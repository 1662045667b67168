//! Module `data_channel`
//!
//! Negotiates the per-transfer data connection, either passive (PASV, the
//! client connects to the server) or active (PORT, the server connects back
//! to a listener opened by the client).

use std::net::{IpAddr, Ipv4Addr, SocketAddr, SocketAddrV4};
use std::str::FromStr;
use std::time::Duration;

use log::{debug, info};
use tokio::net::{TcpListener, TcpStream};

use crate::error::{ConnectError, FtpError, ProtocolError, TimeoutError};
use crate::protocol::responses::{OK, PASSIVE_MODE};
use crate::protocol::{Command, Reply};
use crate::session::Session;
use crate::transfer::DataMode;
use crate::utils::network::format_port_argument;

/// An established data connection. Used for exactly one transfer.
#[derive(Debug)]
pub struct DataConnection {
    mode: DataMode,
    local: SocketAddr,
    remote: SocketAddr,
    stream: TcpStream,
}

impl DataConnection {
    fn new(mode: DataMode, stream: TcpStream) -> Result<Self, FtpError> {
        Ok(Self {
            mode,
            local: stream.local_addr()?,
            remote: stream.peer_addr()?,
            stream,
        })
    }

    pub fn mode(&self) -> DataMode {
        self.mode
    }

    pub fn local_addr(&self) -> SocketAddr {
        self.local
    }

    pub fn remote_addr(&self) -> SocketAddr {
        self.remote
    }

    pub fn into_stream(self) -> TcpStream {
        self.stream
    }
}

/// Data channel negotiated on the control connection but not yet usable.
///
/// Passive connections are opened during negotiation; active ones are
/// accepted once the server has accepted the transfer command.
#[derive(Debug)]
pub enum PendingDataChannel {
    Passive(DataConnection),
    Active(TcpListener),
}

impl PendingDataChannel {
    /// Completes the connection, bounded by `limit` in active mode.
    pub async fn establish(self, limit: Duration) -> Result<DataConnection, FtpError> {
        match self {
            PendingDataChannel::Passive(conn) => Ok(conn),
            PendingDataChannel::Active(listener) => {
                let (stream, peer) = match tokio::time::timeout(limit, listener.accept()).await {
                    Ok(Ok(accepted)) => accepted,
                    Ok(Err(e)) => return Err(ConnectError::DataListen(e).into()),
                    Err(_) => return Err(TimeoutError::DataAccept(limit).into()),
                };
                debug!("Accepted data connection from {peer}");
                DataConnection::new(DataMode::Active, stream)
            }
        }
    }
}

/// Negotiates a data channel in the configured mode.
pub async fn prepare_data_channel(session: &mut Session) -> Result<PendingDataChannel, FtpError> {
    match session.config().data_mode {
        DataMode::Passive => passive(session).await.map(PendingDataChannel::Passive),
        DataMode::Active => active(session).await.map(PendingDataChannel::Active),
    }
}

/// PASV, then connect to the announced endpoint.
pub async fn passive(session: &mut Session) -> Result<DataConnection, FtpError> {
    let reply = session.command(Command::Pasv).await?;
    if reply.code() != PASSIVE_MODE {
        return Err(ProtocolError::unexpected("PASV", &reply).into());
    }

    let addr = parse_pasv_reply(&reply)?;
    debug!("Passive data endpoint {addr}");

    let limit = session.config().data_timeout();
    let stream = match tokio::time::timeout(limit, TcpStream::connect(addr)).await {
        Ok(Ok(stream)) => stream,
        Ok(Err(source)) => return Err(ConnectError::DataConnect { addr, source }.into()),
        Err(_) => return Err(TimeoutError::DataConnect(addr).into()),
    };

    DataConnection::new(DataMode::Passive, stream)
}

/// Opens a listener and announces it with PORT.
pub async fn active(session: &mut Session) -> Result<TcpListener, FtpError> {
    let ip = match session.config().active_bind_address {
        Some(ip) => ip,
        None => session.control_local_addr()?.ip(),
    };
    let IpAddr::V4(ipv4) = ip else {
        return Err(ConnectError::DataListen(std::io::Error::new(
            std::io::ErrorKind::InvalidInput,
            format!("PORT cannot announce non-IPv4 address {ip}"),
        ))
        .into());
    };

    let listener = TcpListener::bind(SocketAddr::new(ip, 0))
        .await
        .map_err(ConnectError::DataListen)?;
    let port = listener.local_addr().map_err(ConnectError::DataListen)?.port();
    info!("Listening for active data connection on {ipv4}:{port}");

    let argument = format_port_argument(SocketAddrV4::new(ipv4, port));
    let reply = session.command(Command::Port(argument)).await?;
    if reply.code() != OK {
        return Err(ProtocolError::unexpected("PORT", &reply).into());
    }

    Ok(listener)
}

/// Extracts `h1,h2,h3,h4,p1,p2` from a 227 reply.
///
/// The parenthesised form is standard, but some servers omit the
/// parentheses, so the first run of digits is used as fallback.
pub fn parse_pasv_reply(reply: &Reply) -> Result<SocketAddr, ProtocolError> {
    let line = reply.text();
    let invalid = || ProtocolError::InvalidPassiveReply(line.to_string());

    let numbers = match memchr::memchr(b'(', line.as_bytes()) {
        Some(p_start) => {
            let p_end = memchr::memchr(b')', &line.as_bytes()[p_start..]).ok_or_else(invalid)?;
            &line[p_start + 1..p_start + p_end]
        }
        None => {
            let start = line.find(|c: char| c.is_ascii_digit()).ok_or_else(invalid)?;
            line[start..].trim_end_matches(|c: char| !c.is_ascii_digit())
        }
    };

    let mut values = [0u8; 6];
    let mut parts = numbers.split(',');
    for value in values.iter_mut() {
        let part = parts.next().ok_or_else(invalid)?;
        *value = u8::from_str(part.trim()).map_err(|_| invalid())?;
    }
    if parts.next().is_some() {
        return Err(invalid());
    }

    let [h1, h2, h3, h4, p1, p2] = values;
    let ip = Ipv4Addr::new(h1, h2, h3, h4);
    let port = ((p1 as u16) << 8) + (p2 as u16);
    Ok(SocketAddr::new(IpAddr::V4(ip), port))
}
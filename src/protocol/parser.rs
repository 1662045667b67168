//! FTP Reply parsing
//!
//! Decodes numeric-coded, possibly multi-line server replies from the
//! control stream (RFC 959 §4.2).

use std::borrow::Cow;

use tokio::io::{AsyncBufRead, AsyncBufReadExt, AsyncReadExt};

use crate::config::ClientConfig;
use crate::error::{FtpError, ProtocolError};
use crate::protocol::Reply;

/// Reads one logical reply per call from a buffered byte source.
#[derive(Debug, Clone, Copy)]
pub struct ReplyParser {
    max_line_length: usize,
    max_reply_lines: usize,
}

impl ReplyParser {
    pub fn new(max_line_length: usize, max_reply_lines: usize) -> Self {
        Self {
            max_line_length,
            max_reply_lines,
        }
    }

    pub fn from_config(config: &ClientConfig) -> Self {
        Self::new(config.max_line_length, config.max_reply_lines)
    }

    /// Reads a line into `buf` with the line terminator removed.
    async fn read_line<R>(&self, reader: &mut R, buf: &mut Vec<u8>) -> Result<(), FtpError>
    where
        R: AsyncBufRead + Unpin,
    {
        buf.clear();

        let mut limited = (&mut *reader).take(self.max_line_length as u64);
        let n = limited.read_until(b'\n', buf).await?;
        if n == 0 {
            return Err(ProtocolError::ConnectionClosed.into());
        }

        if buf.last() != Some(&b'\n') {
            return if n >= self.max_line_length {
                Err(ProtocolError::LineTooLong(self.max_line_length).into())
            } else {
                // EOF in the middle of a line
                Err(ProtocolError::ConnectionClosed.into())
            };
        }

        buf.pop();
        if buf.last() == Some(&b'\r') {
            buf.pop();
        }
        log::trace!("<<< {}", String::from_utf8_lossy(buf));
        Ok(())
    }

    /// Reads a complete reply.
    ///
    /// Multi-line replies look like:
    /// ```text
    /// 150-Here comes the directory listing.
    /// 150 done
    /// ```
    pub async fn read_reply<R>(&self, reader: &mut R) -> Result<Reply, FtpError>
    where
        R: AsyncBufRead + Unpin,
    {
        let mut buf = Vec::with_capacity(128);
        self.read_line(reader, &mut buf).await?;

        let code = parse_code(&buf)?;
        match buf.get(3).copied() {
            None | Some(b' ') => Ok(Reply::new(code, false, vec![text_after_code(&buf)])),
            Some(b'-') => {
                let prefix = [buf[0], buf[1], buf[2]];
                let mut lines = vec![text_after_code(&buf)];

                loop {
                    if lines.len() >= self.max_reply_lines {
                        return Err(ProtocolError::TooManyLines(self.max_reply_lines).into());
                    }

                    self.read_line(reader, &mut buf).await?;
                    if buf.starts_with(&prefix) && matches!(buf.get(3), None | Some(b' ')) {
                        lines.push(text_after_code(&buf));
                        return Ok(Reply::new(code, true, lines));
                    }

                    if buf.get(3) == Some(&b' ') && has_code_prefix(&buf) {
                        return Err(ProtocolError::TerminatorMismatch {
                            expected: code,
                            found: digits_value(&buf),
                        }
                        .into());
                    }

                    // do not trim whitespace at beginning
                    lines.push(lossy(&buf).trim_end().to_string());
                }
            }
            Some(_) => Err(ProtocolError::InvalidLineFormat(lossy(&buf).into_owned()).into()),
        }
    }
}

fn lossy(buf: &[u8]) -> Cow<'_, str> {
    String::from_utf8_lossy(buf)
}

fn has_code_prefix(line: &[u8]) -> bool {
    line.len() >= 3 && line[..3].iter().all(u8::is_ascii_digit)
}

fn digits_value(line: &[u8]) -> u16 {
    line[..3]
        .iter()
        .fold(0u16, |acc, d| acc * 10 + (d - b'0') as u16)
}

/// Parses the 3-digit reply code from the start of a line.
pub fn parse_code(line: &[u8]) -> Result<u16, ProtocolError> {
    if !has_code_prefix(line) {
        return Err(ProtocolError::InvalidReplyCode(lossy(line).into_owned()));
    }

    let code = digits_value(line);
    if !(100..600).contains(&code) {
        return Err(ProtocolError::InvalidReplyCode(lossy(line).into_owned()));
    }
    Ok(code)
}

fn text_after_code(line: &[u8]) -> String {
    match line.get(4..) {
        Some(text) => lossy(text).trim_end().to_string(),
        None => String::new(),
    }
}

The problem:
Taking the line with "None | Some(b' ') =>" as the first and the line with "lines.push(lossy(&buf).trim_end().to_string());" as the last, retype that stretch of the data above exactly, with no other lines.

Answer to the exercise:
            None | Some(b' ') => Ok(Reply::new(code, false, vec![text_after_code(&buf)])),
            Some(b'-') => {
                let prefix = [buf[0], buf[1], buf[2]];
                let mut lines = vec![text_after_code(&buf)];

                loop {
                    if lines.len() >= self.max_reply_lines {
                        return Err(ProtocolError::TooManyLines(self.max_reply_lines).into());
                    }

                    self.read_line(reader, &mut buf).await?;
                    if buf.starts_with(&prefix) && matches!(buf.get(3), None | Some(b' ')) {
                        lines.push(text_after_code(&buf));
                        return Ok(Reply::new(code, true, lines));
                    }

                    if buf.get(3) == Some(&b' ') && has_code_prefix(&buf) {
                        return Err(ProtocolError::TerminatorMismatch {
                            expected: code,
                            found: digits_value(&buf),
                        }
                        .into());
                    }

                    // do not trim whitespace at beginning
                    lines.push(lossy(&buf).trim_end().to_string());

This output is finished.